Entgegen der Ansicht des Klägers hat der Beklagte den Betriebsrat vor der vorsorglich erklärten Kündigung vom 25.01.2007 gemäß § 102 Abs. 1 BetrVG ordnungsgemäß angehört. Er hat ihm die Kündigungsgründe mitgeteilt (§ 102 Abs. 1 Satz 2 BetrVG). Nach ständiger Rechtsprechung des BAG muss der Arbeitgeber dem Betriebsrat diejenigen Gründe mitteilen, die nach seiner subjektiven Sicht die Kündigung rechtfertigen und für seinen Kündigungsentschluss maßgebend sind (BAG vom 18.10.2006, AP Nr. 163 zu § 1 KSchG 1969 Betriebsbedingte Kündigung m. w. N.). Dies hat der Beklagte mit dem Schreiben vom 10.01.2007 getan, denn darin hat er dargestellt, dass er den Betrieb der Insolvenzschuldnerin eingestellt hat, aus welchen Gründen er diesen Beschluss gefasst hat, und dass die Kündigung vorsorglich erklärt werden soll für den Fall, dass die vorher ausgesprochene Kündigung der Zustimmung des Betriebsrats bedurfte. Damit war der Betriebsrat in der Lage, zu erkennen, welche Überlegungen den Beklagten bewogen haben, das Arbeitsverhältnis vorsorglich erneut zu kündigen.

Soweit der Kläger darüber hinaus rügt, dass der Betriebsrat das von diesem zu beachtende Verfahren nicht eingehalten hat, greift dieser Einwand schon deshalb nicht durch, weil Fehler, die im Verantwortungsbereich des Betriebsrats entstehen, grundsätzlich nicht zur Unwirksamkeit der Kündigung nach § 102 Abs. 1 Satz 3 BetrVG führen (BAG vom 16.01.2003, AP Nr. 129 zu § 102 BetrVG 1972).

Die Kündigung ist auch nicht nach § 1 Abs. 2 Satz 1 KSchG sozial ungerechtfertigt. Selbst der Kläger macht nicht geltend, dass der Betrieb nicht mit Ablauf der Kündigungsfrist stillgelegt war.

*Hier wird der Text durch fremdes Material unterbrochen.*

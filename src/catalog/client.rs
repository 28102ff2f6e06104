use std::collections::HashMap;

use async_trait::async_trait;
use aws_config::{meta::region::RegionProviderChain, BehaviorVersion};
use aws_sdk_dynamodb::{
    config::{Credentials as AwsCredentials, Region},
    error::DisplayErrorContext,
    operation::describe_table::DescribeTableError,
    types::{
        AttributeDefinition, AttributeValue, BillingMode, KeySchemaElement, KeyType,
        ScalarAttributeType, TableStatus,
    },
    Client,
};
use tokio::time::Duration;
use tracing::{debug, error, info};

use crate::catalog::driver::Driver;
use crate::catalog::statement::{BoundStatement, Row, StatementKind};
use crate::catalog::table::TableDef;
use crate::catalog::{CatalogError, ItemRow, Result, ReviewRow};
use crate::config::Credentials;
use crate::utils::retry_with_backoff;

const DEFAULT_REGION: &str = "us-east-1";

/// Driver for Amazon DynamoDB.
///
/// Each catalog table maps to one DynamoDB table:
///
/// - the partition key becomes the table's HASH key (string);
/// - the clustering columns of the review projections are folded into a
///   single string RANGE key, so an ascending `Query` returns a partition
///   newest-first (see [`crate::catalog::keys`]).
///
/// Writes are `PutItem` (upsert), the item lookup is `GetItem`, and partition
/// scans are paginated `Query` calls. Reads are strongly consistent, so a
/// query issued after a load sees every write the load acknowledged.
#[derive(Debug)]
pub struct DynamoDriver {
    client: Client,
}

impl DynamoDriver {
    /// Builds a client for `region` or an explicit `endpoint`, signing with the
    /// given static credentials.
    pub async fn connect(
        region: Option<&str>,
        endpoint: Option<&str>,
        credentials: &Credentials,
    ) -> Result<Self> {
        let credentials = AwsCredentials::new(
            credentials.username(),
            credentials.password(),
            None,
            None,
            "review-catalog",
        );
        let region_provider =
            RegionProviderChain::first_try(region.map(|r| Region::new(r.to_string())))
                .or_default_provider()
                .or_else(Region::new(DEFAULT_REGION));

        let mut loader = aws_config::defaults(BehaviorVersion::latest())
            .region(region_provider)
            .credentials_provider(credentials);
        if let Some(endpoint) = endpoint {
            loader = loader.endpoint_url(endpoint);
        }
        let sdk_config = loader.load().await;

        Ok(Self {
            client: Client::new(&sdk_config),
        })
    }

    /// Polls the table description until the table is `ACTIVE`.
    async fn wait_until_active(&self, name: &str) -> Result<()> {
        let client = &self.client;
        retry_with_backoff(
            "table activation",
            move || async move {
                let output = client
                    .describe_table()
                    .table_name(name)
                    .send()
                    .await
                    .map_err(|e| {
                        CatalogError::driver("describe_table", name, DisplayErrorContext(e))
                    })?;
                match output.table().and_then(|t| t.table_status()) {
                    Some(TableStatus::Active) => Ok(()),
                    status => Err(CatalogError::Schema(format!(
                        "table '{name}' is not active yet ({status:?})"
                    ))),
                }
            },
            Duration::from_millis(500),
            12,
        )
        .await
    }

    async fn put_row(&self, statement: &BoundStatement<'_>, row: &Row) -> Result<()> {
        let table = statement.table();
        let attributes = row_attributes(statement, row)?;

        self.client
            .put_item()
            .table_name(table)
            .set_item(Some(attributes))
            .send()
            .await
            .map_err(|e| CatalogError::driver("put_item", table, DisplayErrorContext(e)))?;
        Ok(())
    }

    async fn get_item(&self, statement: &BoundStatement<'_>) -> Result<Vec<Row>> {
        let table = statement.table();
        let response = self
            .client
            .get_item()
            .table_name(table)
            .key(
                statement.kind().table().partition_key(),
                AttributeValue::S(statement.partition_key().to_string()),
            )
            .consistent_read(true)
            .send()
            .await
            .map_err(|e| CatalogError::driver("get_item", table, DisplayErrorContext(e)))?;

        match response.item {
            Some(attributes) => Ok(vec![item_row(attributes)?]),
            None => Ok(Vec::new()),
        }
    }

    /// Reads one partition in ascending sort-key order, following pagination.
    async fn query_partition(&self, statement: &BoundStatement<'_>) -> Result<Vec<Row>> {
        let table = statement.table();
        let mut rows = Vec::new();
        let mut last_evaluated_key = None;

        loop {
            let response = self
                .client
                .query()
                .table_name(table)
                .key_condition_expression("#pk = :pk")
                .expression_attribute_names("#pk", statement.kind().table().partition_key())
                .expression_attribute_values(
                    ":pk",
                    AttributeValue::S(statement.partition_key().to_string()),
                )
                .scan_index_forward(true)
                .consistent_read(true)
                .set_exclusive_start_key(last_evaluated_key)
                .send()
                .await
                .map_err(|e| CatalogError::driver("query", table, DisplayErrorContext(e)))?;

            for attributes in response.items.unwrap_or_default() {
                rows.push(review_row(attributes)?);
            }

            last_evaluated_key = response.last_evaluated_key;
            if last_evaluated_key.is_none() {
                break;
            }
        }

        Ok(rows)
    }
}

/// Encodes a row for `PutItem`, adding the encoded clustering key under the
/// table's sort-key attribute.
fn row_attributes(
    statement: &BoundStatement<'_>,
    row: &Row,
) -> Result<HashMap<String, AttributeValue>> {
    let mut attributes: HashMap<String, AttributeValue> = match row {
        Row::Item(item) => serde_dynamo::to_item(item)?,
        Row::Review(review) => serde_dynamo::to_item(review)?,
    };
    if let (Some(sort_key), Some(clustering)) = (
        statement.kind().table().sort_key(),
        statement.clustering_key(),
    ) {
        attributes.insert(
            sort_key.to_string(),
            AttributeValue::S(clustering.to_string()),
        );
    }
    Ok(attributes)
}

fn item_row(attributes: HashMap<String, AttributeValue>) -> Result<Row> {
    let item: ItemRow = serde_dynamo::from_item(attributes)?;
    Ok(Row::Item(item))
}

/// Decodes a review; the sort-key attribute is not part of the row.
fn review_row(attributes: HashMap<String, AttributeValue>) -> Result<Row> {
    let review: ReviewRow = serde_dynamo::from_item(attributes)?;
    Ok(Row::Review(review))
}

#[async_trait]
impl Driver for DynamoDriver {
    async fn check_auth(&self) -> Result<()> {
        self.client
            .list_tables()
            .limit(1)
            .send()
            .await
            .map_err(|e| {
                error!("Authentication failed: {}", DisplayErrorContext(&e));
                CatalogError::Connection(format!("authentication failed: {e}"))
            })?;
        info!("Authentication successful");
        Ok(())
    }

    async fn table_exists(&self, name: &str) -> Result<bool> {
        match self.client.describe_table().table_name(name).send().await {
            Ok(_) => Ok(true),
            Err(e) => match e.into_service_error() {
                DescribeTableError::ResourceNotFoundException(_) => Ok(false),
                other => Err(CatalogError::driver("describe_table", name, other)),
            },
        }
    }

    async fn create_table_if_not_exists(&self, table: &TableDef, name: &str) -> Result<bool> {
        if self.table_exists(name).await? {
            debug!("Table '{name}' exists");
            return Ok(false);
        }

        let schema_error = |e: aws_sdk_dynamodb::error::BuildError| {
            CatalogError::Schema(format!("invalid definition for '{name}': {e}"))
        };

        let mut attribute_definitions = vec![AttributeDefinition::builder()
            .attribute_name(table.partition_key())
            .attribute_type(ScalarAttributeType::S)
            .build()
            .map_err(schema_error)?];

        let mut key_schema = vec![KeySchemaElement::builder()
            .attribute_name(table.partition_key())
            .key_type(KeyType::Hash)
            .build()
            .map_err(schema_error)?];

        if let Some(sort_key) = table.sort_key() {
            attribute_definitions.push(
                AttributeDefinition::builder()
                    .attribute_name(sort_key)
                    .attribute_type(ScalarAttributeType::S)
                    .build()
                    .map_err(schema_error)?,
            );
            key_schema.push(
                KeySchemaElement::builder()
                    .attribute_name(sort_key)
                    .key_type(KeyType::Range)
                    .build()
                    .map_err(schema_error)?,
            );
        }

        self.client
            .create_table()
            .table_name(name)
            .billing_mode(BillingMode::PayPerRequest)
            .set_attribute_definitions(Some(attribute_definitions))
            .set_key_schema(Some(key_schema))
            .send()
            .await
            .map_err(|e| {
                CatalogError::Schema(format!("create '{name}': {}", DisplayErrorContext(e)))
            })?;

        self.wait_until_active(name).await?;
        Ok(true)
    }

    async fn execute(&self, statement: &BoundStatement<'_>) -> Result<Vec<Row>> {
        if let Some(row) = statement.row() {
            self.put_row(statement, row).await?;
            return Ok(Vec::new());
        }
        match statement.kind() {
            StatementKind::SelectItem => self.get_item(statement).await,
            _ => self.query_partition(statement).await,
        }
    }
}

#[cfg(test)]
mod tests {
    use super::*;
    use crate::catalog::keys::clustering_key;
    use crate::catalog::statement::{PreparedStatement, Values};
    use crate::catalog::table::CLUSTERING_ATTRIBUTE;
    use chrono::DateTime;
    use std::collections::BTreeSet;

    fn review() -> ReviewRow {
        ReviewRow {
            reviewer_id: "U1".to_string(),
            asin: "B001".to_string(),
            review_time: DateTime::from_timestamp(200, 0).unwrap(),
            reviewer_name: "Ann".to_string(),
            rating: 4.5,
            summary: "s1".to_string(),
            review_text: "t1".to_string(),
        }
    }

    fn prepared(kind: StatementKind) -> PreparedStatement {
        PreparedStatement::new(kind, kind.table().qualified_name("catalog"))
    }

    #[test]
    fn test_review_attributes_carry_clustering_key() {
        let statement = prepared(StatementKind::InsertReviewByItem);
        let bound = statement.bind(Values::Review(review())).unwrap();
        let attributes = row_attributes(&bound, bound.row().unwrap()).unwrap();

        assert_eq!(
            attributes.get(CLUSTERING_ATTRIBUTE),
            Some(&AttributeValue::S(clustering_key(review().review_time, "U1")))
        );
        assert_eq!(
            attributes.get("review_time"),
            Some(&AttributeValue::N("200".to_string()))
        );
        assert_eq!(
            attributes.get("asin"),
            Some(&AttributeValue::S("B001".to_string()))
        );

        let row = review_row(attributes).unwrap();
        assert_eq!(row, Row::Review(review()));
    }

    #[test]
    fn test_item_attributes_round_trip() {
        let item = ItemRow {
            asin: "B001".to_string(),
            title: "T".to_string(),
            image_url: "na".to_string(),
            categories: BTreeSet::from(["A".to_string(), "B".to_string()]),
            description: "D".to_string(),
        };
        let statement = prepared(StatementKind::InsertItem);
        let bound = statement.bind(Values::Item(item.clone())).unwrap();
        let attributes = row_attributes(&bound, bound.row().unwrap()).unwrap();

        assert!(!attributes.contains_key(CLUSTERING_ATTRIBUTE));
        assert_eq!(item_row(attributes).unwrap(), Row::Item(item));
    }
}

Damit bestehen dringende betriebliche Erfordernisse, die einer Weiterbeschäftigung des Klägers im Betrieb der Insolvenzschuldnerin entgegenstehen.

4. Die Kostenentscheidung beruht auf §§ 64 Abs. 6 ArbGG, 92 Abs. 1 Satz 1, 344 ZPO.

Die Zulassung der Revision für den Beklagten erfolgte nach § 72 Abs. 2 Nr. 1 ArbGG. Für den Kläger war die Revision nicht zuzulassen, da hinsichtlich der Kündigung vom 25.01.2007 über eine entscheidungserhebliche Rechtsfrage von grundsätzlicher Bedeutung nicht zu entscheiden war (§ 72 Abs. 2 Nr. 1 ArbGG) und die Voraussetzungen für eine Divergenzrevision nicht ersichtlich sind (§ 72 Abs. 2 Nr. 2 ArbGG).